Теперь Набоков был прикован к Берлину, как никогда раньше. Вначале он поселился в Берлине потому, что его семья, дешевая жизнь и процветающая русская колония делали дальнейшие переезды бессмысленными. С конца 1923 года Вера Слоним и открывшаяся перед ним карьера драматурга и сценариста удерживали его в Берлине. Сейчас, когда многочисленные уроки приносили ему постоянный заработок, он вверил себя этому городу, пока будущее не преподнесет ему новый сюрприз. Хотя он не любил Берлин, другие города, куда он мог бы переехать, привлекали его еще меньше. Прага, наиболее оживленный студенческий и научный центр эмиграции, ему просто не нравилась: «унылый мост через унылую реку, дождь, мокрые горгульи какого-нибудь храма»64. В Париже он был бы слишком далеко от матери, и там слишком легко можно было бы разрушить вакуумную изоляцию, которую создавал вокруг его родного языка, защищая его, так плохо усвоенный им немецкий.
Осев в Берлине, Набоков всерьез засел за прозу.
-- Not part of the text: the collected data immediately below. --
//! Field path representation for locating values in nested structures.
//!
//! This module provides [`FieldPath`] and [`PathSegment`] for building,
//! printing and parsing paths like `contacts[0].first_name`, plus the
//! [`get`] and [`set`] helpers that read and write a `serde_json::Value`
//! tree through such a path. The same paths key the engine's error map.

use std::fmt::{self, Display};
use std::str::FromStr;

use serde_json::{Map, Value};

/// A segment of a field path.
///
/// Paths are built from segments that represent either field access or array indexing.
#[derive(Debug, Clone, PartialEq, Eq, Hash)]
pub enum PathSegment {
    /// A field/property access (e.g., `contacts`, `first_name`)
    Field(String),
    /// An array index access (e.g., `[0]`, `[42]`)
    Index(usize),
}

impl PathSegment {
    /// Creates a new field segment.
    pub fn field(name: impl Into<String>) -> Self {
        PathSegment::Field(name.into())
    }

    /// Creates a new index segment.
    pub fn index(idx: usize) -> Self {
        PathSegment::Index(idx)
    }
}

/// A path to a value in a nested form value tree.
///
/// `FieldPath` represents locations like `contacts[0].email`. Appending never
/// mutates the receiver, so sibling paths can branch off a shared parent.
///
/// # Example
///
/// ```rust
/// use formcheck::FieldPath;
///
/// let path = FieldPath::root()
///     .push_field("contacts")
///     .push_index(0)
///     .push_field("email");
///
/// assert_eq!(path.to_string(), "contacts[0].email");
/// assert_eq!("contacts[0].email".parse::<FieldPath>().unwrap(), path);
/// ```
#[derive(Debug, Clone, PartialEq, Eq, Hash, Default)]
pub struct FieldPath {
    segments: Vec<PathSegment>,
}

impl FieldPath {
    /// Creates an empty path representing the root value.
    pub fn root() -> Self {
        Self::default()
    }

    /// Creates a path from a single field segment.
    pub fn from_field(name: impl Into<String>) -> Self {
        Self {
            segments: vec![PathSegment::Field(name.into())],
        }
    }

    /// Parses a dotted/bracketed path such as `a.b[0].c`.
    ///
    /// The empty string is the root path. Field names cannot contain `.`,
    /// `[` or `]`.
    pub fn parse(input: &str) -> Result<Self, PathError> {
        let mut segments = Vec::new();
        let mut chars = input.char_indices();
        let mut field = String::new();
        // true right after a `.` or at the start, where a field must follow
        let mut expect_field = true;

        while let Some((pos, c)) = chars.next() {
            match c {
                '.' => {
                    if field.is_empty() && expect_field {
                        return Err(PathError::EmptySegment { position: pos });
                    }
                    if !field.is_empty() {
                        segments.push(PathSegment::Field(std::mem::take(&mut field)));
                    }
                    expect_field = true;
                }
                '[' => {
                    if !field.is_empty() {
                        segments.push(PathSegment::Field(std::mem::take(&mut field)));
                    } else if expect_field && pos > 0 {
                        return Err(PathError::EmptySegment { position: pos });
                    }
                    let mut digits = String::new();
                    let mut closed = false;
                    for (_, d) in chars.by_ref() {
                        if d == ']' {
                            closed = true;
                            break;
                        }
                        digits.push(d);
                    }
                    if !closed {
                        return Err(PathError::UnclosedBracket {
                            input: input.to_string(),
                        });
                    }
                    let index = digits
                        .parse::<usize>()
                        .map_err(|_| PathError::InvalidIndex { segment: digits })?;
                    segments.push(PathSegment::Index(index));
                    expect_field = false;
                }
                ']' => {
                    return Err(PathError::UnclosedBracket {
                        input: input.to_string(),
                    })
                }
                _ => {
                    if !expect_field && field.is_empty() {
                        // `a[0]b` has no separator between the index and the field
                        return Err(PathError::EmptySegment { position: pos });
                    }
                    field.push(c);
                }
            }
        }

        if !field.is_empty() {
            segments.push(PathSegment::Field(field));
        } else if expect_field && !input.is_empty() {
            return Err(PathError::EmptySegment {
                position: input.len(),
            });
        }

        Ok(Self { segments })
    }

    /// Returns a new path with a field segment appended.
    pub fn push_field(&self, name: impl Into<String>) -> Self {
        let mut segments = self.segments.clone();
        segments.push(PathSegment::Field(name.into()));
        Self { segments }
    }

    /// Returns a new path with an index segment appended.
    pub fn push_index(&self, index: usize) -> Self {
        let mut segments = self.segments.clone();
        segments.push(PathSegment::Index(index));
        Self { segments }
    }

    /// Returns a new path with the given segment appended.
    pub fn join(&self, segment: PathSegment) -> Self {
        let mut segments = self.segments.clone();
        segments.push(segment);
        Self { segments }
    }

    /// Returns true if this is the root path (no segments).
    pub fn is_root(&self) -> bool {
        self.segments.is_empty()
    }

    /// Returns the number of segments in this path.
    pub fn len(&self) -> usize {
        self.segments.len()
    }

    /// Returns true if this path has no segments.
    pub fn is_empty(&self) -> bool {
        self.segments.is_empty()
    }

    /// Returns an iterator over the path segments.
    pub fn segments(&self) -> impl Iterator<Item = &PathSegment> {
        self.segments.iter()
    }

    /// Returns the parent path, or None if this is root.
    pub fn parent(&self) -> Option<Self> {
        if self.segments.is_empty() {
            None
        } else {
            Some(Self {
                segments: self.segments[..self.segments.len() - 1].to_vec(),
            })
        }
    }

    /// Returns the last segment, or None if this is root.
    pub fn last(&self) -> Option<&PathSegment> {
        self.segments.last()
    }
}

impl Display for FieldPath {
    fn fmt(&self, f: &mut fmt::Formatter<'_>) -> fmt::Result {
        for (i, segment) in self.segments.iter().enumerate() {
            match segment {
                PathSegment::Field(name) => {
                    if i > 0 {
                        write!(f, ".")?;
                    }
                    write!(f, "{}", name)?;
                }
                PathSegment::Index(idx) => write!(f, "[{}]", idx)?,
            }
        }
        Ok(())
    }
}

impl FromStr for FieldPath {
    type Err = PathError;

    fn from_str(s: &str) -> Result<Self, Self::Err> {
        Self::parse(s)
    }
}

/// Errors produced when parsing a path string.
#[derive(Debug, Clone, PartialEq, Eq, thiserror::Error)]
pub enum PathError {
    /// A `[` without a matching `]`, or a stray `]`.
    #[error("unbalanced brackets in path '{input}'")]
    UnclosedBracket { input: String },

    /// Bracket contents that are not a non-negative integer.
    #[error("invalid array index '{segment}'")]
    InvalidIndex { segment: String },

    /// Two separators with nothing between them, or a trailing `.`.
    #[error("empty path segment at byte {position}")]
    EmptySegment { position: usize },
}

/// Looks up the value at `path`, or `None` when any step is missing.
///
/// Segments are treated uniformly: an index on an object looks up the
/// decimal key, and a numeric field name on an array indexes it.
///
/// ```rust
/// use formcheck::{path, FieldPath};
/// use serde_json::json;
///
/// let tree = json!({"tags": ["new", "news"]});
/// let path = FieldPath::root().push_field("tags").push_index(1);
/// assert_eq!(path::get(&tree, &path), Some(&json!("news")));
/// assert_eq!(path::get(&tree, &path.push_field("missing")), None);
/// ```
pub fn get<'a>(tree: &'a Value, path: &FieldPath) -> Option<&'a Value> {
    path.segments().try_fold(tree, step)
}

fn step<'a>(current: &'a Value, segment: &PathSegment) -> Option<&'a Value> {
    match (current, segment) {
        (Value::Object(map), PathSegment::Field(name)) => map.get(name),
        (Value::Object(map), PathSegment::Index(idx)) => map.get(&idx.to_string()),
        (Value::Array(items), PathSegment::Index(idx)) => items.get(*idx),
        (Value::Array(items), PathSegment::Field(name)) => {
            name.parse::<usize>().ok().and_then(|idx| items.get(idx))
        }
        _ => None,
    }
}

/// Writes `value` at `path`, creating intermediate containers as needed.
///
/// Missing or scalar intermediates become an object (for a field segment)
/// or an array (for an index segment); arrays are padded with `null`. An
/// array addressed by a non-numeric field is promoted to an object keyed by
/// its decimal indices. Writing at the root replaces the whole tree.
pub fn set(tree: &mut Value, path: &FieldPath, value: Value) {
    let mut current = tree;
    for segment in path.segments() {
        current = slot(current, segment);
    }
    *current = value;
}

fn slot<'a>(current: &'a mut Value, segment: &PathSegment) -> &'a mut Value {
    reshape(current, segment);
    match (current, segment) {
        (Value::Object(map), PathSegment::Field(name)) => {
            map.entry(name.clone()).or_insert(Value::Null)
        }
        (Value::Object(map), PathSegment::Index(idx)) => {
            map.entry(idx.to_string()).or_insert(Value::Null)
        }
        (Value::Array(items), PathSegment::Index(idx)) => index_slot(items, *idx),
        (Value::Array(items), PathSegment::Field(name)) => {
            let idx = name.parse::<usize>().unwrap_or(items.len());
            index_slot(items, idx)
        }
        (other, _) => other,
    }
}

/// Makes `current` a container that `segment` can address.
fn reshape(current: &mut Value, segment: &PathSegment) {
    match segment {
        PathSegment::Field(name) => match current {
            Value::Object(_) => {}
            Value::Array(_) if name.parse::<usize>().is_ok() => {}
            Value::Array(items) => {
                let promoted: Map<String, Value> = std::mem::take(items)
                    .into_iter()
                    .enumerate()
                    .map(|(i, v)| (i.to_string(), v))
                    .collect();
                *current = Value::Object(promoted);
            }
            _ => *current = Value::Object(Map::new()),
        },
        PathSegment::Index(_) => {
            if !current.is_object() && !current.is_array() {
                *current = Value::Array(Vec::new());
            }
        }
    }
}

fn index_slot(items: &mut Vec<Value>, idx: usize) -> &mut Value {
    if items.len() <= idx {
        items.resize(idx + 1, Value::Null);
    }
    &mut items[idx]
}
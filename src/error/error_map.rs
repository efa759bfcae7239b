//! The engine's output: a flat, path-keyed map of failing rules.
//!
//! This module provides [`ErrorEntry`] for the failures at one path and
//! [`ErrorMap`] for the whole result of a validation call.

use std::fmt::{self, Display};

use indexmap::IndexMap;
use serde_json::{Map, Value};
use stillwater::prelude::*;
use stillwater::Validation;

use crate::path::FieldPath;
use crate::rule::RuleValue;
use crate::schema::RuleSet;

/// The failed rules at one path.
///
/// - **path**: where the failing value lives
/// - **error**: each failing rule mapped to the effective config it failed with
/// - **schema**: the rule set as declared, before dynamic configs were resolved
/// - **is_array**: true only for the root entry of an array or collection node
#[derive(Debug, Clone, PartialEq)]
pub struct ErrorEntry {
    pub path: FieldPath,
    pub error: IndexMap<String, RuleValue>,
    pub schema: RuleSet,
    pub is_array: bool,
}

impl ErrorEntry {
    /// Returns true if the named rule failed.
    pub fn failed(&self, rule: &str) -> bool {
        self.error.contains_key(rule)
    }

    /// Names of the failed rules, in evaluation order.
    pub fn failed_rules(&self) -> impl Iterator<Item = &str> {
        self.error.keys().map(String::as_str)
    }

    /// Renders the entry as `{"error": {...}, "schema": {...}}`, plus
    /// `"isArray": true` for repeated-structure roots.
    pub fn to_json(&self) -> Value {
        let error: Map<String, Value> = self
            .error
            .iter()
            .map(|(name, value)| (name.clone(), value.to_json()))
            .collect();

        let mut entry = Map::new();
        entry.insert("error".to_string(), Value::Object(error));
        entry.insert("schema".to_string(), self.schema.to_json());
        if self.is_array {
            entry.insert("isArray".to_string(), Value::Bool(true));
        }
        Value::Object(entry)
    }
}

impl Display for ErrorEntry {
    fn fmt(&self, f: &mut fmt::Formatter<'_>) -> fmt::Result {
        let path_str = if self.path.is_root() {
            "(root)".to_string()
        } else {
            self.path.to_string()
        };
        let rules: Vec<&str> = self.failed_rules().collect();
        write!(f, "{}: failed {}", path_str, rules.join(", "))
    }
}

/// A mapping from path string to the [`ErrorEntry`] at that path.
///
/// Only failing paths have entries, so an empty map means the value is
/// valid. Entries keep insertion order for display, but equality ignores
/// order: callers must treat the map as unordered.
///
/// # Combining
///
/// `ErrorMap` implements `Semigroup`; the engine builds one map per subtree
/// and combines them on the way up.
///
/// ```rust
/// use formcheck::{validate, ErrorMap, Schema};
/// use serde_json::json;
/// use stillwater::prelude::*;
///
/// let schema = Schema::object().field("a", Schema::rules().required());
/// let left = validate(&json!({}), &schema).unwrap();
/// let right = validate(&json!({"a": "x"}), &schema).unwrap();
///
/// let combined = left.combine(right);
/// assert_eq!(combined.len(), 1);
/// assert!(combined.into_validation().is_failure());
/// ```
#[derive(Debug, Clone, PartialEq, Default)]
pub struct ErrorMap(IndexMap<String, ErrorEntry>);

impl ErrorMap {
    /// Creates an empty map.
    pub fn new() -> Self {
        Self::default()
    }

    /// Inserts an entry keyed by its path, replacing any entry at that path.
    pub fn insert(&mut self, entry: ErrorEntry) {
        self.0.insert(entry.path.to_string(), entry);
    }

    /// Returns the entry at a serialized path such as `contacts[0].name`.
    pub fn get(&self, path: &str) -> Option<&ErrorEntry> {
        self.0.get(path)
    }

    /// Returns true if there is an entry at the serialized path.
    pub fn contains(&self, path: &str) -> bool {
        self.0.contains_key(path)
    }

    /// Returns the number of failing paths.
    pub fn len(&self) -> usize {
        self.0.len()
    }

    /// Returns true when nothing failed.
    pub fn is_empty(&self) -> bool {
        self.0.is_empty()
    }

    /// Returns an iterator over `(path, entry)` pairs.
    pub fn iter(&self) -> impl Iterator<Item = (&str, &ErrorEntry)> {
        self.0.iter().map(|(path, entry)| (path.as_str(), entry))
    }

    /// Returns the failing paths.
    pub fn paths(&self) -> impl Iterator<Item = &str> {
        self.0.keys().map(String::as_str)
    }

    /// Returns all entries in which the named rule failed.
    pub fn with_rule(&self, rule: &str) -> Vec<&ErrorEntry> {
        self.0.values().filter(|e| e.failed(rule)).collect()
    }

    /// Converts to a `Validation`: success when empty, failure otherwise.
    pub fn into_validation(self) -> Validation<(), ErrorMap> {
        if self.is_empty() {
            Validation::Success(())
        } else {
            Validation::Failure(self)
        }
    }

    /// Renders the flat map as a JSON object keyed by path.
    pub fn to_json(&self) -> Value {
        let map: Map<String, Value> = self
            .0
            .iter()
            .map(|(path, entry)| (path.clone(), entry.to_json()))
            .collect();
        Value::Object(map)
    }
}

impl Semigroup for ErrorMap {
    fn combine(mut self, other: Self) -> Self {
        self.0.extend(other.0);
        self
    }
}

impl Display for ErrorMap {
    fn fmt(&self, f: &mut fmt::Formatter<'_>) -> fmt::Result {
        writeln!(f, "Validation failed at {} path(s):", self.len())?;
        for (i, entry) in self.0.values().enumerate() {
            writeln!(f, "  {}. {}", i + 1, entry)?;
        }
        Ok(())
    }
}

impl IntoIterator for ErrorMap {
    type Item = (String, ErrorEntry);
    type IntoIter = indexmap::map::IntoIter<String, ErrorEntry>;

    fn into_iter(self) -> Self::IntoIter {
        self.0.into_iter()
    }
}

impl<'a> IntoIterator for &'a ErrorMap {
    type Item = (&'a String, &'a ErrorEntry);
    type IntoIter = indexmap::map::Iter<'a, String, ErrorEntry>;

    fn into_iter(self) -> Self::IntoIter {
        self.0.iter()
    }
}

// ErrorMap crosses thread boundaries in batch validation.
const _: () = {
    const fn assert_send<T: Send>() {}
    const fn assert_sync<T: Sync>() {}
    assert_send::<ErrorMap>();
    assert_sync::<ErrorMap>();
};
В конце августа он сообщает матери, что задумал новую пьесу, однако из этого ничего не вышло. 6 сентября он написал «La Bonne Lorraine» — романтическое, но не лишенное скепсиса стихотворение о Жанне д'Арк, первое из его стихотворений, которому по праву суждена долгая жизнь65. Но весь месяц он посвятил работе над рассказом «Венецианка», впервые опубликованным лишь недавно66. Робкий, впечатлительный молодой студент-кембриджец, как кажется, входит в картину Себастьяно дель Пьомбо[87] и прогуливается по нарисованному пейзажу, пока не начинает высыхать, превращаясь в сгусток пигмента; специалист-реставратор стирает инородное тело, слишком поздно понимая, что он натворил, однако все это оказывается литературным трюком, и в конце рассказа мы находим естественное объяснение. Этот рассказ с яркими характерами и хорошо выстроенными романтическими коллизиями напоминает Пиранделло остроумными метафизическими ходами, но в нем отсутствует ореол мистического смысла, который привнесет в свои произведения зрелый Набоков.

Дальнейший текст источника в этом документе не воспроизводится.